If you pass a specific path to svn status
, you get information about that item alone:
$ svn status stuff/fish.c
D stuff/fish.c
The svn status
command also has a --verbose
(-v
) option, which shows you the status of every item in your working copy, even if it has not been changed:
$ svn status -v
M 44 23 sally README
44 30 sally INSTALL
M 44 20 harry bar.c
44 18 ira stuff
44 35 harry stuff/trout.c
D 44 19 ira stuff/fish.c
44 21 sally stuff/things
A 0 ? ? stuff/things/bloo.h
44 36 harry stuff/things/gloo.c
This is the long form output of svn status
. The letters in the first column mean the same as before, but the second column shows the working-revision of the item. The third and fourth columns show the revision in which the item last changed, and who changed it.
None of the prior invocations to svn status
contact the repository — instead, they compare the metadata in the .svn
directory with the working copy. Finally, there is the --show-updates
(-u
) option, which contacts the repository and adds information about things that are out-of-date:
$ svn status -u -v
M * 44 23 sally README
M 44 20 harry bar.c
* 44 35 harry stuff/trout.c
D 44 19 ira stuff/fish.c
A 0 ? ? stuff/things/bloo.h
Status against revision: 46
Notice the two asterisks: if you were to run svn update
at this point, you would receive changes to README
and trout.c
. This tells you some very useful information -- you need to update and get the server changes on README
before you commit, or the repository will reject your commit for being out-of-date. (More on this subject later.)
The svn status
command can display much more information about the files and directories in your working copy than we've shown here — for an exhaustive description of svn status
and its output, see svn status
.
svn diff
Another way to examine your changes is with the svn diff
command. You can find out exactly how you've modified things by running svn diff
with no arguments, which prints out file changes in unified diff format:
$ svn diff
Index: bar.c
===================================================================
--- bar.c (revision 3)
+++ bar.c (working copy)
@@ -1,7 +1,12 @@
+#include <sys/types.h>
+#include <sys/stat.h>
+#include <unistd.h>
+
+#include <.stdio.h>
int main(void) {
- printf("Sixty-four slices of American Cheese...\n");
+ printf("Sixty-five slices of American Cheese...\n");
return 0;
}
Index: README
===================================================================
--- README (revision 3)
+++ README (working copy)
@@ -193,3 +193,4 @@
+Note to self: pick up laundry.
Index: stuff/fish.c
===================================================================
--- stuff/fish.c (revision 1)
+++ stuff/fish.c (working copy)
-Welcome to the file known as 'fish'.
-Information on fish will be here soon.
Index: stuff/things/bloo.h
===================================================================
--- stuff/things/bloo.h (revision 8)
+++ stuff/things/bloo.h (working copy)
+Here is a new file to describe
+things about bloo.
The svn diff
command produces this output by comparing your working files against the cached pristine copies within the .svn
area. Files scheduled for addition are displayed as all added text, and files scheduled for deletion are displayed as all deleted text.

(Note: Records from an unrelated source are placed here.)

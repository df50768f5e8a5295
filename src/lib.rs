//! kvcache - A size-budgeted key-value cache server
//!
//! Stores opaque values with TTL, priority and tag metadata, and keeps each
//! namespace under a byte budget with pluggable eviction policies.

pub mod api;
pub mod cache;
pub mod config;
pub mod error;
pub mod eviction;
pub mod models;
pub mod storage;
pub mod tasks;

pub use api::AppState;
pub use cache::{CacheEngine, EngineOptions, SetOptions};
pub use config::Config;
pub use eviction::{create_eviction_policy, EvictionPolicy, EvictionStrategy};
pub use storage::{EntryStore, InMemoryStore};
pub use tasks::spawn_cleanup_task;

Output is displayed in unified diff format. That is, removed lines are prefaced with - and added lines are prefaced with +. The svn diff
command also prints filename and offset information useful to the patch program, so you can generate patches by redirecting the diff output to a file:
svn diff > patchfile
You could, for example, email the patch file to another developer for review or testing prior to commit.
Subversion uses its internal diff engine, which produces unified diff format, by default. If you want diff output in a different format, specify an external diff program using --diff-cmd
and pass any flags you'd like to it using the --extensions
(-x
) option. For example, to see local differences in file foo.c
in context output format while ignoring case differences, you might run svn diff --diff-cmd /usr/bin/diff --extensions '-i' foo.c
.
4.8. Undoing Working Changes
Suppose while viewing the output of svn diff
you determine that all the changes you made to a particular file are mistakes. Maybe you shouldn't have changed the file at all, or perhaps it would be easier to make different changes starting from scratch.
This is a perfect opportunity to use svn revert
:
$ svn revert README
Reverted 'README'
Subversion reverts the file to its pre-modified state by overwriting it with the cached pristine copy from the .svn
area. But also note that svn revert
can undo any scheduled operations -- for example, you might decide that you don't want to add a new file after all:
$ svn status foo
? foo
$ svn add foo
A foo
$ svn revert foo
Reverted 'foo'
$ svn status foo
? foo
Note: svn revert ITEM
has exactly the same effect as deleting ITEM
from your working copy and then running svn update -r BASE ITEM
. However, if you're reverting a file, svn revert
has one very noticeable difference -- it doesn't have to communicate with the repository to restore your file. Which is very useful if you're working disconnected from the coffeeshop.
Or perhaps you mistakenly removed a file from version control:
$ svn status README
README
$ svn delete README
D README
$ svn revert README
Reverted 'README'
$ svn status README
README
4.9. Resolve Conflicts (Merging Changes of Others)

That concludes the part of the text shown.